En los EE. UU., los legisladores federales han tardado en actuar. Hay poco o ningún seguimiento del uso de antibióticos en las granjas, y aunque la ley técnicamente terminó con el uso de antibióticos médicamente importantes para la promoción del crecimiento, hay poca regulación del uso de rutina para la prevención de enfermedades (que involucra muchos de los mismos medicamentos).

Los estados han intervenido con sus propios modelos. En Maryland, los defensores impulsaron con éxito una ley que prohibió el uso rutinario de antibióticos de importancia médica para la prevención de enfermedades e introdujo nuevos requisitos para el seguimiento del uso de antibióticos en las granjas.

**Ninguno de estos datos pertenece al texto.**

//! Dependency injection traits for external effects
//!
//! Every side effect the workspace performs (spawning processes, touching
//! the file system, sleeping, talking to a terminal) goes through a trait
//! defined here, so the command façade and the deployment helpers can be
//! tested against mocks.

use std::collections::HashMap;
use std::io;
use std::path::{Path, PathBuf};
use std::time::Duration;

use anyhow::Result;
use async_trait::async_trait;

use crate::error::CommandError;

/// A single external command invocation.
///
/// Created per call and never mutated afterwards; one spec produces exactly
/// one [`CommandOutput`].
#[derive(Debug, Clone, Default)]
pub struct CommandSpec {
    /// Executable name or path
    pub program: String,
    /// Ordered argument list
    pub args: Vec<String>,
    /// Working directory for the child process, if any
    pub working_dir: Option<PathBuf>,
    /// Environment variables merged over the ambient process environment
    pub env: HashMap<String, String>,
}

impl CommandSpec {
    /// Create a spec for the given program with no arguments.
    pub fn new(program: impl Into<String>) -> Self {
        Self {
            program: program.into(),
            ..Self::default()
        }
    }

    /// Append a single argument.
    #[must_use]
    pub fn arg(mut self, arg: impl Into<String>) -> Self {
        self.args.push(arg.into());
        self
    }

    /// Append several arguments.
    #[must_use]
    pub fn args<I, S>(mut self, args: I) -> Self
    where
        I: IntoIterator<Item = S>,
        S: Into<String>,
    {
        self.args.extend(args.into_iter().map(Into::into));
        self
    }

    /// Set the working directory of the child process.
    #[must_use]
    pub fn current_dir(mut self, dir: impl Into<PathBuf>) -> Self {
        self.working_dir = Some(dir.into());
        self
    }

    /// Override an environment variable for the child process.
    #[must_use]
    pub fn env(mut self, key: impl Into<String>, value: impl Into<String>) -> Self {
        self.env.insert(key.into(), value.into());
        self
    }
}

/// Output captured from a finished command.
///
/// stdout and stderr are kept separate; [`CommandOutput::text`] gives the
/// merged view the output classifier scans.
#[derive(Debug, Clone)]
pub struct CommandOutput {
    /// Exit code of the process, `None` if it was killed by a signal
    pub exit_code: Option<i32>,
    /// Captured standard output
    pub stdout: Vec<u8>,
    /// Captured standard error
    pub stderr: Vec<u8>,
}

impl CommandOutput {
    /// Whether the command exited with code zero.
    pub fn success(&self) -> bool {
        self.exit_code == Some(0)
    }

    /// Captured standard output as lossy UTF-8.
    pub fn stdout_text(&self) -> String {
        String::from_utf8_lossy(&self.stdout).into_owned()
    }

    /// Captured standard error as lossy UTF-8.
    pub fn stderr_text(&self) -> String {
        String::from_utf8_lossy(&self.stderr).into_owned()
    }

    /// Combined output, stdout first then stderr.
    pub fn text(&self) -> String {
        let mut text = self.stdout_text();
        let err = String::from_utf8_lossy(&self.stderr);
        if !err.is_empty() {
            if !text.is_empty() && !text.ends_with('\n') {
                text.push('\n');
            }
            text.push_str(&err);
        }
        text
    }
}

/// Command execution operations
#[async_trait]
pub trait CommandExecutor: Send + Sync {
    /// Check if a command exists in PATH
    async fn check_command_exists(&self, command: &str) -> Result<(), CommandError>;

    /// Execute a command and capture its output.
    ///
    /// A non-zero exit code is reported as data in the returned
    /// [`CommandOutput`], never as an error.
    async fn execute(&self, spec: &CommandSpec) -> Result<CommandOutput, CommandError>;
}

/// File system operations
pub trait FileSystem: Send + Sync {
    /// Check if a path exists
    fn exists(&self, path: &Path) -> bool;

    /// Read a file to string
    fn read_to_string(&self, path: &Path) -> Result<String>;

    /// Write string to file
    fn write_string(&self, path: &Path, content: &str) -> Result<()>;

    /// List the entries of a directory
    fn read_dir(&self, path: &Path) -> Result<Vec<PathBuf>>;
}

/// Async runtime operations
#[async_trait]
pub trait AsyncRuntime: Send + Sync {
    /// Sleep for a duration
    async fn sleep(&self, duration: Duration);
}

/// Message styling options
#[derive(Debug, Clone, Copy, PartialEq, Eq)]
pub enum MessageStyle {
    /// Bold text style
    Bold,
    /// Cyan colored text
    Cyan,
    /// Green colored text
    Green,
    /// Red colored text
    Red,
    /// Yellow colored text
    Yellow,
    /// Warning style (typically yellow)
    Warning,
    /// Error style (typically red)
    Error,
    /// Success style (typically green)
    Success,
}

/// User interface operations
pub trait UserInterface: Send + Sync {
    /// Create a spinner progress indicator
    fn create_spinner(&self) -> Box<dyn ProgressIndicator>;

    /// Print a message
    fn print(&self, message: &str);

    /// Print a styled message
    fn print_styled(&self, message: &str, style: MessageStyle);

    /// Check if running in interactive mode
    fn is_interactive(&self) -> bool;

    /// Prompt for text input
    fn prompt_input(&self, prompt: &str, default: Option<&str>) -> Result<String>;

    /// Prompt for hidden input, e.g. a password
    fn prompt_password(&self, prompt: &str) -> Result<String>;
}

/// Progress indicator trait
pub trait ProgressIndicator: Send + Sync {
    /// Set the message
    fn set_message(&self, message: &str);

    /// Finish and clear the progress
    fn finish_and_clear(&self);

    /// Enable steady tick
    fn enable_steady_tick(&self, duration: Duration);

    /// Finish with a message
    fn finish_with_message(&self, message: String);
}

// Production implementations

/// Production command executor implementation
pub struct RealCommandExecutor;

#[async_trait]
impl CommandExecutor for RealCommandExecutor {
    async fn check_command_exists(&self, command: &str) -> Result<(), CommandError> {
        which::which(command)
            .map(|_| ())
            .map_err(|_| CommandError::ExecutableNotFound {
                program: command.to_string(),
            })
    }

    async fn execute(&self, spec: &CommandSpec) -> Result<CommandOutput, CommandError> {
        if let Some(dir) = &spec.working_dir {
            if !dir.is_dir() {
                return Err(CommandError::Invocation {
                    program: spec.program.clone(),
                    source: io::Error::new(
                        io::ErrorKind::NotFound,
                        format!("working directory `{}` does not exist", dir.display()),
                    ),
                });
            }
        }

        let mut command = tokio::process::Command::new(&spec.program);
        command.args(&spec.args).envs(&spec.env);
        if let Some(dir) = &spec.working_dir {
            command.current_dir(dir);
        }

        tracing::debug!(program = %spec.program, args = spec.args.len(), "spawning external command");

        let output = command.output().await.map_err(|e| {
            if e.kind() == io::ErrorKind::NotFound {
                CommandError::ExecutableNotFound {
                    program: spec.program.clone(),
                }
            } else {
                CommandError::Invocation {
                    program: spec.program.clone(),
                    source: e,
                }
            }
        })?;

        tracing::debug!(program = %spec.program, code = ?output.status.code(), "external command finished");

        Ok(CommandOutput {
            exit_code: output.status.code(),
            stdout: output.stdout,
            stderr: output.stderr,
        })
    }
}

/// Production file system implementation
pub struct RealFileSystem;

impl FileSystem for RealFileSystem {
    fn exists(&self, path: &Path) -> bool {
        path.exists()
    }

    fn read_to_string(&self, path: &Path) -> Result<String> {
        std::fs::read_to_string(path)
            .map_err(|e| anyhow::anyhow!("Failed to read file {}: {}", path.display(), e))
    }

    fn write_string(&self, path: &Path, content: &str) -> Result<()> {
        std::fs::write(path, content)
            .map_err(|e| anyhow::anyhow!("Failed to write file {}: {}", path.display(), e))
    }

    fn read_dir(&self, path: &Path) -> Result<Vec<PathBuf>> {
        let entries = std::fs::read_dir(path)
            .map_err(|e| anyhow::anyhow!("Failed to list directory {}: {}", path.display(), e))?;
        let mut paths = Vec::new();
        for entry in entries {
            paths.push(entry?.path());
        }
        Ok(paths)
    }
}

/// Production async runtime
pub struct RealAsyncRuntime;

#[async_trait]
impl AsyncRuntime for RealAsyncRuntime {
    async fn sleep(&self, duration: Duration) {
        tokio::time::sleep(duration).await;
    }
}

#[cfg(test)]
#[path = "deps_tests.rs"]
mod tests;
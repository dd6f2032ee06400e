//! User interface implementations

use std::sync::{Arc, Mutex};
use std::time::Duration;

use anyhow::Result;
use console::style;
use indicatif::{ProgressBar, ProgressStyle};

use tapdeploy_runtime::deps::{MessageStyle, ProgressIndicator, UserInterface};

/// Production UI implementation using indicatif
pub struct RealUserInterface;

impl UserInterface for RealUserInterface {
    fn create_spinner(&self) -> Box<dyn ProgressIndicator> {
        let pb = ProgressBar::new_spinner();
        pb.set_style(
            ProgressStyle::default_spinner()
                .template("{spinner:.cyan} {msg}")
                .unwrap(),
        );
        Box::new(RealProgressIndicator { pb })
    }

    fn print(&self, message: &str) {
        println!("{message}");
    }

    fn print_styled(&self, message: &str, msg_style: MessageStyle) {
        let styled = match msg_style {
            MessageStyle::Bold => style(message).bold().to_string(),
            MessageStyle::Cyan => style(message).cyan().to_string(),
            MessageStyle::Green => style(message).green().to_string(),
            MessageStyle::Red => style(message).red().to_string(),
            MessageStyle::Yellow => style(message).yellow().to_string(),
            MessageStyle::Warning => style(message).yellow().bold().to_string(),
            MessageStyle::Error => style(message).red().bold().to_string(),
            MessageStyle::Success => style(message).green().bold().to_string(),
        };
        println!("{styled}");
    }

    fn is_interactive(&self) -> bool {
        atty::is(atty::Stream::Stdin)
    }

    fn prompt_input(&self, prompt: &str, default: Option<&str>) -> Result<String> {
        use dialoguer::{theme::ColorfulTheme, Input};

        let theme = ColorfulTheme::default();
        let mut input = Input::<String>::with_theme(&theme).with_prompt(prompt);

        if let Some(default_val) = default {
            input = input.default(default_val.to_string());
        }

        input
            .interact_text()
            .map_err(|e| anyhow::anyhow!("Failed to get input: {}", e))
    }

    fn prompt_password(&self, prompt: &str) -> Result<String> {
        use dialoguer::{theme::ColorfulTheme, Password};

        Password::with_theme(&ColorfulTheme::default())
            .with_prompt(prompt)
            .allow_empty_password(true)
            .interact()
            .map_err(|e| anyhow::anyhow!("Failed to get password: {}", e))
    }
}

struct RealProgressIndicator {
    pb: ProgressBar,
}

impl ProgressIndicator for RealProgressIndicator {
    fn set_message(&self, message: &str) {
        self.pb.set_message(message.to_string());
    }

    fn finish_and_clear(&self) {
        self.pb.finish_and_clear();
    }

    fn enable_steady_tick(&self, duration: Duration) {
        self.pb.enable_steady_tick(duration);
    }

    fn finish_with_message(&self, message: String) {
        self.pb.finish_with_message(message);
    }
}

// Test implementations for mocking

/// Test UI implementation that captures output and answers prompts with
/// canned values
pub struct TestUserInterface {
    /// Plain messages passed to `print` and `print_styled`
    pub output: Arc<Mutex<Vec<String>>>,
    /// Styled messages with their style
    pub styled_output: Arc<Mutex<Vec<(String, MessageStyle)>>>,
    /// Answer returned by `prompt_password`
    pub password: Arc<Mutex<String>>,
}

impl Default for TestUserInterface {
    fn default() -> Self {
        Self::new()
    }
}

impl TestUserInterface {
    /// Create a capture UI with empty canned answers.
    pub fn new() -> Self {
        Self {
            output: Arc::new(Mutex::new(Vec::new())),
            styled_output: Arc::new(Mutex::new(Vec::new())),
            password: Arc::new(Mutex::new(String::new())),
        }
    }

    /// Everything printed so far.
    pub fn get_output(&self) -> Vec<String> {
        self.output.lock().unwrap().clone()
    }

    /// Styled messages printed so far.
    pub fn get_styled_output(&self) -> Vec<(String, MessageStyle)> {
        self.styled_output.lock().unwrap().clone()
    }

    /// Set the answer `prompt_password` returns.
    pub fn set_password(&self, value: &str) {
        *self.password.lock().unwrap() = value.to_string();
    }
}

impl UserInterface for TestUserInterface {
    fn create_spinner(&self) -> Box<dyn ProgressIndicator> {
        Box::new(TestProgressIndicator)
    }

    fn print(&self, message: &str) {
        self.output.lock().unwrap().push(message.to_string());
    }

    fn print_styled(&self, message: &str, style: MessageStyle) {
        self.styled_output
            .lock()
            .unwrap()
            .push((message.to_string(), style));
        self.output.lock().unwrap().push(message.to_string());
    }

    fn is_interactive(&self) -> bool {
        false
    }

    fn prompt_input(&self, _prompt: &str, default: Option<&str>) -> Result<String> {
        Ok(default.unwrap_or("test-value").to_string())
    }

    fn prompt_password(&self, _prompt: &str) -> Result<String> {
        Ok(self.password.lock().unwrap().clone())
    }
}

struct TestProgressIndicator;

impl ProgressIndicator for TestProgressIndicator {
    fn set_message(&self, _message: &str) {}

    fn finish_and_clear(&self) {}

    fn enable_steady_tick(&self, _duration: Duration) {}

    fn finish_with_message(&self, _message: String) {}
}

#[cfg(test)]
#[path = "ui_tests.rs"]
mod tests;
//! Core abstractions for the tapdeploy helper library
//!
//! This crate contains the foundational pieces shared by the rest of the
//! workspace: the dependency injection traits for external effects (process
//! execution, file system access, time, user interaction) together with
//! their production implementations, and the configuration constants.

/// Configuration constants and environment variable names
pub mod config;
/// Dependency injection traits and implementations
pub mod deps;
/// Errors raised by the command runner
pub mod error;

// Re-export commonly used types at the crate root
pub use config::{
    CF_BIN_ENV_VAR, DEFAULT_CF_BIN, DEFAULT_MVN_BIN, DEFAULT_PUSH_ATTEMPTS,
    DEFAULT_PUSH_RETRY_DELAY_SECS,
};
pub use deps::{
    AsyncRuntime, CommandExecutor, CommandOutput, CommandSpec, FileSystem, MessageStyle,
    ProgressIndicator, RealAsyncRuntime, RealCommandExecutor, RealFileSystem, UserInterface,
};
pub use error::CommandError;
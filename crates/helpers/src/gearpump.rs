//! Gearpump application submission client
//!
//! Gearpump instances on the platform expose a REST API behind a login
//! endpoint. The session cookie handed out at login is kept in the HTTP
//! client's in-memory cookie store and rides along on the submit request
//! automatically. Instances sit behind self-signed certificates, so
//! certificate validation is disabled for this client only.

use std::path::Path;

use anyhow::{bail, Context, Result};
use reqwest::multipart;
use serde_json::{json, Map, Value};

use tapdeploy_cf::CfApi;

/// HTTP client for one Gearpump instance.
pub struct GearpumpClient {
    http: reqwest::Client,
    base_url: String,
}

impl GearpumpClient {
    /// Create a client for a Gearpump instance. A bare host gets an
    /// `http://` scheme prepended.
    pub fn new(gearpump_url: &str) -> Result<Self> {
        let base_url = if gearpump_url.contains("://") {
            gearpump_url.trim_end_matches('/').to_string()
        } else {
            format!("http://{gearpump_url}")
        };
        let http = reqwest::Client::builder()
            .cookie_store(true)
            .danger_accept_invalid_certs(true)
            .build()
            .context("failed to build Gearpump HTTP client")?;
        Ok(Self { http, base_url })
    }

    /// Log in to the instance. The session cookie is retained for
    /// subsequent requests from this client.
    pub async fn login(&self, username: &str, password: &str) -> Result<String> {
        let url = format!("{}/login", self.base_url);
        tracing::debug!(%url, %username, "logging in to Gearpump");
        let response = self
            .http
            .post(&url)
            .form(&[("username", username), ("password", password)])
            .send()
            .await
            .with_context(|| format!("Gearpump login request to {url} failed"))?;

        let status = response.status();
        let body = response
            .text()
            .await
            .context("failed to read Gearpump login response")?;
        if !status.is_success() {
            bail!("Gearpump login returned {status}: {body}");
        }
        Ok(body)
    }

    /// Submit an application jar together with its deploy request (see
    /// [`deploy_request`]). Requires a prior [`GearpumpClient::login`].
    pub async fn submit_app(&self, jar: &Path, request: &Value) -> Result<String> {
        let jar_name = jar
            .file_name()
            .and_then(|name| name.to_str())
            .unwrap_or("app.jar")
            .to_string();
        let bytes = tokio::fs::read(jar)
            .await
            .with_context(|| format!("failed to read jar {}", jar.display()))?;

        let url = format!("{}/api/v1.0/master/submitapp", self.base_url);
        tracing::debug!(%url, jar = %jar_name, "submitting application to Gearpump");
        let form = multipart::Form::new()
            .part("jar", multipart::Part::bytes(bytes).file_name(jar_name))
            .text("configstring", format!("tap={request}"));

        let response = self
            .http
            .post(&url)
            .multipart(form)
            .send()
            .await
            .with_context(|| format!("Gearpump submit request to {url} failed"))?;

        let status = response.status();
        let body = response
            .text()
            .await
            .context("failed to read Gearpump submit response")?;
        if !status.is_success() {
            bail!("Gearpump submit returned {status}: {body}");
        }
        Ok(body)
    }
}

/// Build the `tap=` deploy request document for a set of service
/// instances the submitted application should be wired to.
///
/// For each instance the label, plan, tags and credentials are gathered
/// through the CF REST helper (credentials via a short-lived service
/// key), keyed by service label. `user_args` lands in the `usersArgs`
/// section verbatim.
pub async fn deploy_request(
    api: &CfApi,
    instances: &[&str],
    user_args: &Value,
) -> Result<Value> {
    let mut body = Map::new();
    for instance in instances {
        let (properties, credentials) = instance_data(api, instance).await?;
        body.insert(
            properties.label.clone(),
            json!([{
                "label": properties.label,
                "name": instance,
                "plan": properties.plan,
                "tags": properties.tags,
                "credentials": credentials,
            }]),
        );
    }
    body.insert("usersArgs".to_string(), user_args.clone());
    Ok(Value::Object(body))
}

struct InstanceProperties {
    label: String,
    plan: String,
    tags: Value,
}

/// Walk instance → plan → service through the CF API to collect the
/// request fields, and mint a temporary service key for the credentials.
async fn instance_data(api: &CfApi, instance_name: &str) -> Result<(InstanceProperties, Value)> {
    let instance = api.service_instance(instance_name).await?;

    let plan_url = instance
        .pointer("/entity/service_plan_url")
        .and_then(Value::as_str)
        .with_context(|| format!("service instance `{instance_name}` has no service plan URL"))?;
    let plan = api.curl_get(plan_url).await?;

    let service_url = plan
        .pointer("/entity/service_url")
        .and_then(Value::as_str)
        .with_context(|| format!("service plan of `{instance_name}` has no service URL"))?;
    let service = api.curl_get(service_url).await?;

    let label = service
        .pointer("/entity/label")
        .and_then(Value::as_str)
        .with_context(|| format!("service of `{instance_name}` has no label"))?
        .to_string();
    let plan_name = plan
        .pointer("/entity/name")
        .and_then(Value::as_str)
        .with_context(|| format!("service plan of `{instance_name}` has no name"))?
        .to_string();
    let tags = instance
        .pointer("/entity/tags")
        .cloned()
        .unwrap_or_else(|| Value::Array(Vec::new()));

    let key = api.temporary_key_data(instance_name).await?;
    let credentials = key
        .pointer("/entity/credentials")
        .cloned()
        .with_context(|| format!("service key for `{instance_name}` has no credentials"))?;

    Ok((
        InstanceProperties {
            label,
            plan: plan_name,
            tags,
        },
        credentials,
    ))
}

#[cfg(test)]
#[path = "gearpump_tests.rs"]
mod tests;
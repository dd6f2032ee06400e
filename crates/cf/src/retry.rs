//! Retry policy for transient failures
//!
//! Three attempts with a fixed five second delay by default; `cf push`
//! is the only operation that retries.

use std::time::Duration;

use tapdeploy_runtime::config::{DEFAULT_PUSH_ATTEMPTS, DEFAULT_PUSH_RETRY_DELAY_SECS};

/// Bounded retry with a fixed delay between attempts.
#[derive(Debug, Clone, Copy, PartialEq, Eq)]
pub struct RetryPolicy {
    /// Maximum number of attempts, including the first one. Never zero.
    pub max_attempts: u32,
    /// Delay between attempts
    pub delay: Duration,
}

impl RetryPolicy {
    /// Create a policy. `max_attempts` is clamped to at least one.
    pub const fn new(max_attempts: u32, delay: Duration) -> Self {
        Self {
            max_attempts: if max_attempts == 0 { 1 } else { max_attempts },
            delay,
        }
    }

    /// A policy that never retries.
    pub const fn none() -> Self {
        Self::new(1, Duration::ZERO)
    }
}

impl Default for RetryPolicy {
    fn default() -> Self {
        Self::new(
            DEFAULT_PUSH_ATTEMPTS,
            Duration::from_secs(DEFAULT_PUSH_RETRY_DELAY_SECS),
        )
    }
}

#[cfg(test)]
mod tests {
    use super::*;

    #[test]
    fn test_default_policy() {
        let policy = RetryPolicy::default();
        assert_eq!(policy.max_attempts, 3);
        assert_eq!(policy.delay, Duration::from_secs(5));
    }

    #[test]
    fn test_zero_attempts_is_clamped() {
        assert_eq!(RetryPolicy::new(0, Duration::ZERO).max_attempts, 1);
    }
}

Este año, el Departamento de Agricultura de Maryland publicó su primer informe de acuerdo con los requisitos de la ley, que proporcionó información específica sobre medicamentos individuales recetados para tratar animales divididos por industria.

“El mayor éxito es que existe el informe”, dijo Scarr. “El próximo año tendremos un antes y un después”, Scarr espera que la ley de Maryland se use como modelo para otros estados que quieran avanzar en el tema, pero mientras Wallinga estuvo de acuerdo en que la mera existencia de datos reales sobre el uso de antibióticos es un gran paso adelante, dijo que una respuesta de política federal más fuerte sería lo que realmente mueve la aguja.

“Realmente no tiene sentido hacer esto estado por estado… porque lo vas a hacer de 50 maneras diferentes”, dijo. Con todos los modelos que ya existen tanto para las políticas nacionales que funcionan como para las prácticas necesarias para reducir el uso de antibióticos en las granjas, dijo, EE. UU. debería avanzar más. Aparte de la prohibición del uso solo para promover el crecimiento y el fortalecimiento de la supervisión veterinaria, se ha hecho poco para establecer objetivos de reducción explícitos a nivel federal, y actualmente no hay indicios de que eso cambie pronto. Se está trabajando en una política que regularía mejor la duración de la administración de antibióticos a los animales, pero según el plan actual de la FDA, algunos de los límites no entrarían en vigencia hasta 2030. Y los expertos dicen que el país se está quedando atrás en la mayoría de los casos. frente básico, en términos de incluso tener datos para mostrar exactamente qué drogas se están usando y cómo.

En Dinamarca, un sistema nacional recopila datos sobre el uso de antibióticos en la agricultura animal de forma electrónica. “De hecho, les pregunté a los expertos daneses en un momento… ‘¿Compartirían ese software?'”, dijo Wallinga. “Dijeron: ‘Absolutamente’. La información está ahí… solo está esperando que la FDA la recopile. Creo que es factible”.